*EXERCISE OBJECTIVE*.
Reproduce the entries so that every line matches the original exactly.

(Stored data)
┌──

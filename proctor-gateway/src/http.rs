//! HTTP client for a hosted payment gateway.
//!
//! Endpoint shapes follow the common REST checkout pattern: initialize a
//! transaction, poll its verification state, request a refund. All calls are
//! bearer-authenticated and bounded by a request timeout; a timeout maps to
//! [`GatewayError::Timeout`] so callers can fold it into the ordinary
//! verification-failed path.

use std::time::Duration;

use async_trait::async_trait;
use chrono::Utc;
use reqwest::Client;
use serde::{Deserialize, Serialize};

use crate::error::GatewayError;
use crate::types::{
    InitStatus, PaymentInit, PaymentMetadata, PaymentVerification, RefundOutcome, RefundStatus,
    VerifyStatus, WebhookEvent,
};
use crate::webhook::parse_webhook;
use crate::PaymentGateway;

/// Configuration for [`HttpGateway`].
#[derive(Debug, Clone)]
pub struct HttpGatewayConfig {
    /// Base URL, e.g. `https://api.gateway.example`.
    pub base_url: String,
    /// Secret API key sent as a bearer token.
    pub secret_key: String,
    /// Shared secret for webhook signatures; None disables verification.
    pub webhook_secret: Option<String>,
    /// Per-request deadline.
    pub timeout: Duration,
}

impl HttpGatewayConfig {
    pub fn new(base_url: impl Into<String>, secret_key: impl Into<String>) -> Self {
        Self {
            base_url: base_url.into(),
            secret_key: secret_key.into(),
            webhook_secret: None,
            timeout: Duration::from_secs(15),
        }
    }
}

/// Payment gateway client over HTTPS.
pub struct HttpGateway {
    client: Client,
    config: HttpGatewayConfig,
}

impl HttpGateway {
    pub fn new(config: HttpGatewayConfig) -> Result<Self, GatewayError> {
        let client = Client::builder()
            .timeout(config.timeout)
            .build()
            .map_err(|e| GatewayError::Transport(e.to_string()))?;
        Ok(Self { client, config })
    }

    fn url(&self, path: &str) -> String {
        format!("{}{}", self.config.base_url.trim_end_matches('/'), path)
    }
}

/// Transaction ids are gateway-issued opaque tokens; anything outside this
/// shape is malformed and reports as a failed verification, not an error.
fn is_plausible_transaction_id(id: &str) -> bool {
    !id.is_empty()
        && id.len() <= 128
        && id
            .chars()
            .all(|c| c.is_ascii_alphanumeric() || c == '_' || c == '-')
}

fn map_transport(e: reqwest::Error) -> GatewayError {
    if e.is_timeout() {
        GatewayError::Timeout
    } else {
        GatewayError::Transport(e.to_string())
    }
}

// ── Wire DTOs ───────────────────────────────────────────────────────────────

#[derive(Serialize)]
struct InitializeRequest<'a> {
    amount_minor: i64,
    currency: &'a str,
    metadata: &'a PaymentMetadata,
}

#[derive(Deserialize)]
struct InitializeResponse {
    transaction_id: String,
    status: String,
    checkout_url: Option<String>,
    expires_at: Option<i64>,
}

#[derive(Deserialize)]
struct VerifyResponse {
    transaction_id: String,
    status: String,
    payment_method: Option<String>,
}

#[derive(Serialize)]
struct RefundRequest<'a> {
    amount_minor: i64,
    reason: &'a str,
}

#[derive(Deserialize)]
struct RefundResponse {
    refund_id: Option<String>,
    status: String,
}

#[async_trait]
impl PaymentGateway for HttpGateway {
    async fn initialize(
        &self,
        amount_minor: i64,
        currency: &str,
        metadata: &PaymentMetadata,
    ) -> Result<PaymentInit, GatewayError> {
        // Zero-amount short-circuit: settled, no checkout, no network call.
        if amount_minor == 0 {
            return Ok(PaymentInit {
                transaction_id: format!("free_{}", metadata.enrollment_id),
                status: InitStatus::Completed,
                amount_minor: 0,
                currency: currency.to_string(),
                checkout_url: None,
                expires_at: None,
            });
        }

        let response = self
            .client
            .post(self.url("/v1/transactions/initialize"))
            .bearer_auth(&self.config.secret_key)
            .json(&InitializeRequest {
                amount_minor,
                currency,
                metadata,
            })
            .send()
            .await
            .map_err(map_transport)?;

        let status = response.status();
        if !status.is_success() {
            let message = response.text().await.unwrap_or_default();
            return Err(GatewayError::Service {
                status: status.as_u16(),
                message,
            });
        }

        let body: InitializeResponse = response
            .json()
            .await
            .map_err(|e| GatewayError::Decode(e.to_string()))?;

        tracing::debug!(
            transaction = %body.transaction_id,
            amount_minor,
            "gateway transaction initialized"
        );

        Ok(PaymentInit {
            status: if body.status == "completed" {
                InitStatus::Completed
            } else {
                InitStatus::Pending
            },
            transaction_id: body.transaction_id,
            amount_minor,
            currency: currency.to_string(),
            checkout_url: body.checkout_url,
            expires_at: body.expires_at,
        })
    }

    async fn verify(&self, transaction_id: &str) -> Result<PaymentVerification, GatewayError> {
        if !is_plausible_transaction_id(transaction_id) {
            return Ok(PaymentVerification {
                transaction_id: transaction_id.to_string(),
                status: VerifyStatus::Failed,
                payment_method: None,
            });
        }

        let response = self
            .client
            .get(self.url(&format!("/v1/transactions/{transaction_id}")))
            .bearer_auth(&self.config.secret_key)
            .send()
            .await
            .map_err(map_transport)?;

        let status = response.status();
        if status.is_client_error() {
            // Unknown or rejected transaction: a failed verification, not a fault.
            return Ok(PaymentVerification {
                transaction_id: transaction_id.to_string(),
                status: VerifyStatus::Failed,
                payment_method: None,
            });
        }
        if !status.is_success() {
            let message = response.text().await.unwrap_or_default();
            return Err(GatewayError::Service {
                status: status.as_u16(),
                message,
            });
        }

        let body: VerifyResponse = response
            .json()
            .await
            .map_err(|e| GatewayError::Decode(e.to_string()))?;

        Ok(PaymentVerification {
            status: if body.status == "completed" {
                VerifyStatus::Completed
            } else {
                VerifyStatus::Failed
            },
            transaction_id: body.transaction_id,
            payment_method: body.payment_method,
        })
    }

    async fn refund(
        &self,
        transaction_id: &str,
        amount_minor: i64,
        reason: &str,
    ) -> Result<RefundOutcome, GatewayError> {
        // Zero-amount short-circuit.
        if amount_minor == 0 {
            return Ok(RefundOutcome {
                refund_id: None,
                status: RefundStatus::NotRequired,
                processed_at: Utc::now(),
            });
        }

        let response = self
            .client
            .post(self.url(&format!("/v1/transactions/{transaction_id}/refund")))
            .bearer_auth(&self.config.secret_key)
            .json(&RefundRequest {
                amount_minor,
                reason,
            })
            .send()
            .await
            .map_err(map_transport)?;

        let status = response.status();
        if !status.is_success() {
            let message = response.text().await.unwrap_or_default();
            return Err(GatewayError::Service {
                status: status.as_u16(),
                message,
            });
        }

        let body: RefundResponse = response
            .json()
            .await
            .map_err(|e| GatewayError::Decode(e.to_string()))?;

        tracing::info!(
            transaction = %transaction_id,
            amount_minor,
            "gateway refund processed"
        );

        Ok(RefundOutcome {
            refund_id: body.refund_id,
            status: if body.status == "not_required" {
                RefundStatus::NotRequired
            } else {
                RefundStatus::Completed
            },
            processed_at: Utc::now(),
        })
    }

    async fn handle_webhook(
        &self,
        payload: &[u8],
        signature: Option<&str>,
    ) -> Result<WebhookEvent, GatewayError> {
        parse_webhook(payload, signature, self.config.webhook_secret.as_deref())
    }
}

└──

*TASK RESPONSE*.
filename proctor-gateway/src/http.rs
//! HTTP client for a hosted payment gateway.
//!
//! Endpoint shapes follow the common REST checkout pattern: initialize a
//! transaction, poll its verification state, request a refund. All calls are
//! bearer-authenticated and bounded by a request timeout; a timeout maps to
//! [`GatewayError::Timeout`] so callers can fold it into the ordinary
//! verification-failed path.

use std::time::Duration;

use async_trait::async_trait;
use chrono::Utc;
use reqwest::Client;
use serde::{Deserialize, Serialize};

use crate::error::GatewayError;
use crate::types::{
    InitStatus, PaymentInit, PaymentMetadata, PaymentVerification, RefundOutcome, RefundStatus,
    VerifyStatus, WebhookEvent,
};
use crate::webhook::parse_webhook;
use crate::PaymentGateway;

/// Configuration for [`HttpGateway`].
#[derive(Debug, Clone)]
pub struct HttpGatewayConfig {
    /// Base URL, e.g. `https://api.gateway.example`.
    pub base_url: String,
    /// Secret API key sent as a bearer token.
    pub secret_key: String,
    /// Shared secret for webhook signatures; None disables verification.
    pub webhook_secret: Option<String>,
    /// Per-request deadline.
    pub timeout: Duration,
}

impl HttpGatewayConfig {
    pub fn new(base_url: impl Into<String>, secret_key: impl Into<String>) -> Self {
        Self {
            base_url: base_url.into(),
            secret_key: secret_key.into(),
            webhook_secret: None,
            timeout: Duration::from_secs(15),
        }
    }
}

/// Payment gateway client over HTTPS.
pub struct HttpGateway {
    client: Client,
    config: HttpGatewayConfig,
}

impl HttpGateway {
    pub fn new(config: HttpGatewayConfig) -> Result<Self, GatewayError> {
        let client = Client::builder()
            .timeout(config.timeout)
            .build()
            .map_err(|e| GatewayError::Transport(e.to_string()))?;
        Ok(Self { client, config })
    }

    fn url(&self, path: &str) -> String {
        format!("{}{}", self.config.base_url.trim_end_matches('/'), path)
    }
}

/// Transaction ids are gateway-issued opaque tokens; anything outside this
/// shape is malformed and reports as a failed verification, not an error.
fn is_plausible_transaction_id(id: &str) -> bool {
    !id.is_empty()
        && id.len() <= 128
        && id
            .chars()
            .all(|c| c.is_ascii_alphanumeric() || c == '_' || c == '-')
}

fn map_transport(e: reqwest::Error) -> GatewayError {
    if e.is_timeout() {
        GatewayError::Timeout
    } else {
        GatewayError::Transport(e.to_string())
    }
}

// ── Wire DTOs ───────────────────────────────────────────────────────────────

#[derive(Serialize)]
struct InitializeRequest<'a> {
    amount_minor: i64,
    currency: &'a str,
    metadata: &'a PaymentMetadata,
}

#[derive(Deserialize)]
struct InitializeResponse {
    transaction_id: String,
    status: String,
    checkout_url: Option<String>,
    expires_at: Option<i64>,
}

#[derive(Deserialize)]
struct VerifyResponse {
    transaction_id: String,
    status: String,
    payment_method: Option<String>,
}

#[derive(Serialize)]
struct RefundRequest<'a> {
    amount_minor: i64,
    reason: &'a str,
}

#[derive(Deserialize)]
struct RefundResponse {
    refund_id: Option<String>,
    status: String,
}

#[async_trait]
impl PaymentGateway for HttpGateway {
    async fn initialize(
        &self,
        amount_minor: i64,
        currency: &str,
        metadata: &PaymentMetadata,
    ) -> Result<PaymentInit, GatewayError> {
        // Zero-amount short-circuit: settled, no checkout, no network call.
        if amount_minor == 0 {
            return Ok(PaymentInit {
                transaction_id: format!("free_{}", metadata.enrollment_id),
                status: InitStatus::Completed,
                amount_minor: 0,
                currency: currency.to_string(),
                checkout_url: None,
                expires_at: None,
            });
        }

        let response = self
            .client
            .post(self.url("/v1/transactions/initialize"))
            .bearer_auth(&self.config.secret_key)
            .json(&InitializeRequest {
                amount_minor,
                currency,
                metadata,
            })
            .send()
            .await
            .map_err(map_transport)?;

        let status = response.status();
        if !status.is_success() {
            let message = response.text().await.unwrap_or_default();
            return Err(GatewayError::Service {
                status: status.as_u16(),
                message,
            });
        }

        let body: InitializeResponse = response
            .json()
            .await
            .map_err(|e| GatewayError::Decode(e.to_string()))?;

        tracing::debug!(
            transaction = %body.transaction_id,
            amount_minor,
            "gateway transaction initialized"
        );

        Ok(PaymentInit {
            status: if body.status == "completed" {
                InitStatus::Completed
            } else {
                InitStatus::Pending
            },
            transaction_id: body.transaction_id,
            amount_minor,
            currency: currency.to_string(),
            checkout_url: body.checkout_url,
            expires_at: body.expires_at,
        })
    }

    async fn verify(&self, transaction_id: &str) -> Result<PaymentVerification, GatewayError> {
        if !is_plausible_transaction_id(transaction_id) {
            return Ok(PaymentVerification {
                transaction_id: transaction_id.to_string(),
                status: VerifyStatus::Failed,
                payment_method: None,
            });
        }

        let response = self
            .client
            .get(self.url(&format!("/v1/transactions/{transaction_id}")))
            .bearer_auth(&self.config.secret_key)
            .send()
            .await
            .map_err(map_transport)?;

        let status = response.status();
        if status.is_client_error() {
            // Unknown or rejected transaction: a failed verification, not a fault.
            return Ok(PaymentVerification {
                transaction_id: transaction_id.to_string(),
                status: VerifyStatus::Failed,
                payment_method: None,
            });
        }
        if !status.is_success() {
            let message = response.text().await.unwrap_or_default();
            return Err(GatewayError::Service {
                status: status.as_u16(),
                message,
            });
        }

        let body: VerifyResponse = response
            .json()
            .await
            .map_err(|e| GatewayError::Decode(e.to_string()))?;

        Ok(PaymentVerification {
            status: if body.status == "completed" {
                VerifyStatus::Completed
            } else {
                VerifyStatus::Failed
            },
            transaction_id: body.transaction_id,
            payment_method: body.payment_method,
        })
    }

    async fn refund(
        &self,
        transaction_id: &str,
        amount_minor: i64,
        reason: &str,
    ) -> Result<RefundOutcome, GatewayError> {
        // Zero-amount short-circuit.
        if amount_minor == 0 {
            return Ok(RefundOutcome {
                refund_id: None,
                status: RefundStatus::NotRequired,
                processed_at: Utc::now(),
            });
        }

        let response = self
            .client
            .post(self.url(&format!("/v1/transactions/{transaction_id}/refund")))
            .bearer_auth(&self.config.secret_key)
            .json(&RefundRequest {
                amount_minor,
                reason,
            })
            .send()
            .await
            .map_err(map_transport)?;

        let status = response.status();
        if !status.is_success() {
            let message = response.text().await.unwrap_or_default();
            return Err(GatewayError::Service {
                status: status.as_u16(),
                message,
            });
        }

        let body: RefundResponse = response
            .json()
            .await
            .map_err(|e| GatewayError::Decode(e.to_string()))?;

        tracing::info!(
            transaction = %transaction_id,
            amount_minor,
            "gateway refund processed"
        );

        Ok(RefundOutcome {
            refund_id: body.refund_id,
            status: if body.status == "not_required" {
                RefundStatus::NotRequired
            } else {
                RefundStatus::Completed
            },
            processed_at: Utc::now(),
        })
    }

    async fn handle_webhook(
        &self,
        payload: &[u8],
        signature: Option<&str>,
    ) -> Result<WebhookEvent, GatewayError> {
        parse_webhook(payload, signature, self.config.webhook_secret.as_deref())
    }
}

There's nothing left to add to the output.